* **Task description**
Using the records below, find every line that includes "PuzzleSize" and copy it.

* **Stored items**

+---+

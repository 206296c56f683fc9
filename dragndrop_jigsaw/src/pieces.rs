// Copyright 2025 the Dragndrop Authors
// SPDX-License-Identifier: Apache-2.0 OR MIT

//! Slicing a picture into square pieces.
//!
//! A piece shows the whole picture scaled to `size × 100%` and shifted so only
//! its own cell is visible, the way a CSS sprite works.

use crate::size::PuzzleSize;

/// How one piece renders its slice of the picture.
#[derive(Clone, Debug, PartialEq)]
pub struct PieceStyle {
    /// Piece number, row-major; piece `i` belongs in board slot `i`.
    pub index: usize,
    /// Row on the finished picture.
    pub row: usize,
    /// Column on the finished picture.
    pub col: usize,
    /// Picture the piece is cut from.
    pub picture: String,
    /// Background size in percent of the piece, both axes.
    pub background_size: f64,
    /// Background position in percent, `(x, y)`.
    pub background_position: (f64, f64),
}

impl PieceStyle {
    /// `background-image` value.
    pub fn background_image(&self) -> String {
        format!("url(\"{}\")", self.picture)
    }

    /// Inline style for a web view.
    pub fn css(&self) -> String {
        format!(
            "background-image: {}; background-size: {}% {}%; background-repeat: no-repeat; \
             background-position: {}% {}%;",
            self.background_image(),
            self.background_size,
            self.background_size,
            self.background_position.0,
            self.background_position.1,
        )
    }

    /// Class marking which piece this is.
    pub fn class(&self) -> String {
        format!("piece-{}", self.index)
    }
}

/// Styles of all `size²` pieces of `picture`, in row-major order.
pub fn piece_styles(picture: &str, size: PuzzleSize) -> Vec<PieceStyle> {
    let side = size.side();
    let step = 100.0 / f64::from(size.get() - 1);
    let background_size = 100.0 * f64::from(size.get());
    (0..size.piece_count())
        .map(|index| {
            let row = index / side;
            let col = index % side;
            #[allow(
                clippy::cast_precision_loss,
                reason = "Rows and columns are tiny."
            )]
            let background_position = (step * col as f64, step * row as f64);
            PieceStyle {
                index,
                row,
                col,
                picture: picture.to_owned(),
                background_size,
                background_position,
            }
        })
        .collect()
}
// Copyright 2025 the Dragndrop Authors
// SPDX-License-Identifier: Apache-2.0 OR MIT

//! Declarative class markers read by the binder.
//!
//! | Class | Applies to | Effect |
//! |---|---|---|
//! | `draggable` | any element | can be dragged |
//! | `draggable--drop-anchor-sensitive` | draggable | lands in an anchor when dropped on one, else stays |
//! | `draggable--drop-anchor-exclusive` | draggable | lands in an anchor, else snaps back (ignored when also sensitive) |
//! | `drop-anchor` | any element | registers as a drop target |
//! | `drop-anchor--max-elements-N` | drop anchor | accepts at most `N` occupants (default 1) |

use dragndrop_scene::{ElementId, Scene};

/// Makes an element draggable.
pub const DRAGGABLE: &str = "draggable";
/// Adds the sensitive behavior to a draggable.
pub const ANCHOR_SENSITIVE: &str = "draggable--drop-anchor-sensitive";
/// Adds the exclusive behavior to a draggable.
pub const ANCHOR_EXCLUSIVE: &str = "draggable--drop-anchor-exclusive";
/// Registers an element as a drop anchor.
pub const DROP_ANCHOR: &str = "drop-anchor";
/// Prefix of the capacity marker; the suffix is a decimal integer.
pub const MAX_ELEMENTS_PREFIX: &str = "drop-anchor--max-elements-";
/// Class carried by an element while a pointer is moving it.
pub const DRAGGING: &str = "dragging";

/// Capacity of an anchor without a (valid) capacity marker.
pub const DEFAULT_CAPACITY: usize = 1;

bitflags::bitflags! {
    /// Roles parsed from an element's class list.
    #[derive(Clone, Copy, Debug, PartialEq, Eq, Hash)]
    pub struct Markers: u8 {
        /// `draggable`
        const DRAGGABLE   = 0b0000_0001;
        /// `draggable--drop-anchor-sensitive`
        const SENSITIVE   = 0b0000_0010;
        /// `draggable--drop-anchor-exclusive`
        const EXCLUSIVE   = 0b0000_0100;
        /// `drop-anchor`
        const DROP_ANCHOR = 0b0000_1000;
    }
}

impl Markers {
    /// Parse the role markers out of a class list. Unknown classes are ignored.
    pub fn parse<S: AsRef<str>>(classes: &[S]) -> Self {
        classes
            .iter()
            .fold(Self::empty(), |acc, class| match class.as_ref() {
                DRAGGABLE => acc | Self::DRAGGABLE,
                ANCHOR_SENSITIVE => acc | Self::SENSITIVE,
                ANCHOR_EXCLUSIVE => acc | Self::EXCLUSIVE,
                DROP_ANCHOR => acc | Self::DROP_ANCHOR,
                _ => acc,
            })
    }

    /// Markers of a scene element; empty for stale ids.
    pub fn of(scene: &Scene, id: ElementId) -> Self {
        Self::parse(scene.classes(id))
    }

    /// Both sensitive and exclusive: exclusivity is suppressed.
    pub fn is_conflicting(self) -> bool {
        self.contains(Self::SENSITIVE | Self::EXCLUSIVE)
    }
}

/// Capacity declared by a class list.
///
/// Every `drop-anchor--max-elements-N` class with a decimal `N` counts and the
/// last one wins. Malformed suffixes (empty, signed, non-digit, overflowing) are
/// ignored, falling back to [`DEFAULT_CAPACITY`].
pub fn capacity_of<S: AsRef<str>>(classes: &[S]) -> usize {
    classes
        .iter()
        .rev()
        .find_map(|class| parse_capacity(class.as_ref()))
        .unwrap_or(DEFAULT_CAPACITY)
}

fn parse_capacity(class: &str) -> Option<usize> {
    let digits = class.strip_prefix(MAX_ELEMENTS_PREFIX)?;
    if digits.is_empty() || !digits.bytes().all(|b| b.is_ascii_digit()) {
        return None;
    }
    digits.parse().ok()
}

+---+

* **Response to this task**
use crate::size::PuzzleSize;
pub fn piece_styles(picture: &str, size: PuzzleSize) -> Vec<PieceStyle> {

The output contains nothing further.